ArcticDx Unveils Pharmacogenetic Testing for Ocular Vitamin Therapy at ASRS
Vita Risk™ pharmacogenetic analysis to be combined with Arctic’s prognostic platform in the launch of Macula Risk® PGx
TORONTO--(BUSINESS WIRE)--ArcticDx, Inc. announced that its Vita RiskTM pharmacogenetic analysis, which supports the genotype-directed selection of appropriate eye vitamin therapies for patients suffering from age-related macular degeneration (AMD), will be available as part of the new Macula Risk® PGx test launched at the ASRS meeting. The Vita RiskTM analysis leverages the latest evidence-based medicine to provide a recommendation of zinc alone, antioxidants plus zinc, or antioxidants alone to tested patients based on the treatment that demonstrated the greatest benefit (reduction in the incidence of advanced AMD at 12 years) in an analysis of 995 patients from the AREDS dataset with moderate AMD in at least one eye.
“Genotype-directed nutritional therapy could result in significantly improved outcomes for many patients with moderate AMD”
The Age-Related Eye Disease Study (AREDS) demonstrated that high-dose supplementation with antioxidants plus zinc decreased the risk of progression to advanced AMD in patients with moderate to severe disease in one eye. A recently unveiled pharmacogenetic analysis of this dataset, titled “CFH and ARMS2 genetic polymorphisms predict response to antioxidants and zinc in patients with age-related macular degeneration“ (Ophthalmology 2013, in press), showed that components within the AREDS formulation may be beneficial or deleterious based on a patient’s genetic profile, and that 49% of the patients studied would have derived more benefit from a treatment regimen other than the AREDS formulation. Authors of the study also estimated that genotype-directed therapy of the AREDS study population would have more than doubled the reduction in AMD progression rate compared with treatment with the AREDS formulation.
“Genotype-directed nutritional therapy could result in significantly improved outcomes for many patients with moderate AMD,” suggests “CFH and ARMS2” first author Carl C. Awh, MD, of Tennessee Retina. Additionally, co-author Ivana K. Kim, MD, of Massachusetts Eye and Ear Infirmary, notes that “This data demonstrates that the composition of supplements recommended to AMD patients should be guided by an individual’s genetic risk profile, indicating a clear role for genetic testing in clinical management."
About Macula Risk® PGx
The Macula Risk® PGx test is a combined prognostic and pharmacogenetic DNA test intended for patients with a diagnosis of early or intermediate AMD. In addition to providing a novel pharmacogenetic vitamin recommendation, Macula Risk® PGx also predicts a patient’s risk of progression to advanced AMD within 2, 5 and 10 years using an analysis of AMD genes, clinical AMD status, and significant non-genetic risk factors. The Macula Risk® PGx test incorporates 15 genetic variants (SNPs) on 12 genes across 4 major biologic pathways.
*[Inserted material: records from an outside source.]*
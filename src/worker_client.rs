//! HTTP client for the weather worker that hosts the game oracle.

use crate::oracle::{Oracle, OracleError, Verdict};
use crate::weather::WeatherReport;
use async_trait::async_trait;
use tracing::{debug, error, info, instrument};

/// Client for the weather worker endpoint.
///
/// The worker serves both halves of the external interface from one URL:
/// a POST evaluates a guess against the secret city, a GET returns the
/// forecast payload.
#[derive(Debug, Clone)]
pub struct WorkerClient {
    /// Base URL of the worker.
    base_url: String,
    /// Shared HTTP client.
    client: reqwest::Client,
}

impl WorkerClient {
    /// Creates a client for the given worker base URL.
    #[instrument]
    pub fn new(base_url: String) -> Self {
        debug!("Creating worker client");
        Self {
            base_url,
            client: reqwest::Client::new(),
        }
    }

    /// The worker base URL.
    pub fn base_url(&self) -> &str {
        &self.base_url
    }

    /// Reads the response body, folding non-success statuses into errors.
    ///
    /// The body is read as text before parsing so error messages can carry
    /// the offending payload.
    async fn read_body(response: reqwest::Response) -> Result<String, OracleError> {
        let status = response.status();
        let text = response.text().await.map_err(|e| {
            error!(error = ?e, "Failed to read worker response");
            OracleError::new(format!("Failed to read response: {}", e))
        })?;

        if !status.is_success() {
            error!(status = %status, response = %text, "Worker returned error status");
            return Err(OracleError::new(format!(
                "Worker error {}: {}",
                status, text
            )));
        }

        Ok(text)
    }
}

#[async_trait]
impl Oracle for WorkerClient {
    #[instrument(skip(self), fields(base_url = %self.base_url))]
    async fn evaluate(&self, guess: &str) -> Result<Verdict, OracleError> {
        debug!("Sending guess to worker");

        let request_body = serde_json::json!({ "guess": guess });

        let response = self
            .client
            .post(&self.base_url)
            .json(&request_body)
            .send()
            .await
            .map_err(|e| {
                error!(error = ?e, "Worker request failed");
                OracleError::new(format!("Worker request failed: {}", e))
            })?;

        let text = Self::read_body(response).await?;

        debug!(response_length = text.len(), "Parsing verdict");
        let verdict: Verdict = serde_json::from_str(&text).map_err(|e| {
            error!(error = ?e, response = %text, "Failed to parse verdict");
            OracleError::new(format!("Failed to parse verdict: {}", e))
        })?;

        info!(
            distance_km = verdict.distance_km,
            direction = %verdict.direction,
            correct = verdict.correct,
            "Guess evaluated"
        );
        Ok(verdict)
    }

    #[instrument(skip(self), fields(base_url = %self.base_url))]
    async fn conditions(&self) -> Result<WeatherReport, OracleError> {
        debug!("Fetching forecast from worker");

        let response = self.client.get(&self.base_url).send().await.map_err(|e| {
            error!(error = ?e, "Worker request failed");
            OracleError::new(format!("Worker request failed: {}", e))
        })?;

        let text = Self::read_body(response).await?;

        debug!(response_length = text.len(), "Parsing forecast");
        let report: WeatherReport = serde_json::from_str(&text).map_err(|e| {
            error!(error = ?e, response = %text, "Failed to parse forecast");
            OracleError::new(format!("Failed to parse forecast: {}", e))
        })?;

        info!(samples = report.hourly.len(), "Forecast fetched");
        Ok(report)
    }
}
About Age-Related Macular Degeneration (AMD)
The incidence of AMD grows from 1 in 10 people over the age of 60 to more than 1 in 4 people over the age of 75. Most people do not know they have AMD until they start to lose central vision in one eye. Vision loss can happen quickly and without warning; with current treatment, it may be arrested, and in some cases, improved. Early detection and treatment of AMD is critical for the prevention of blindness; accordingly, frequent monitoring is recommended for ‘at risk’ patients.
ArcticDx Inc. is a molecular diagnostic company with expertise in the design, development and commercialization of validated prognostic and pharmacogenetic tests for significant diseases including age-related macular degeneration (AMD). Our business model is focused towards the rapid commercialization of Intellectual Property (IP) from international gene discovery programs. Arctic combines the work of academic strategic partners (i.e., Cancer Care Ontario, University of Cambridge, University of Michigan, and University of Regensberg) with our international commercialization processes to bring the latest research in molecular diagnostics to healthcare providers.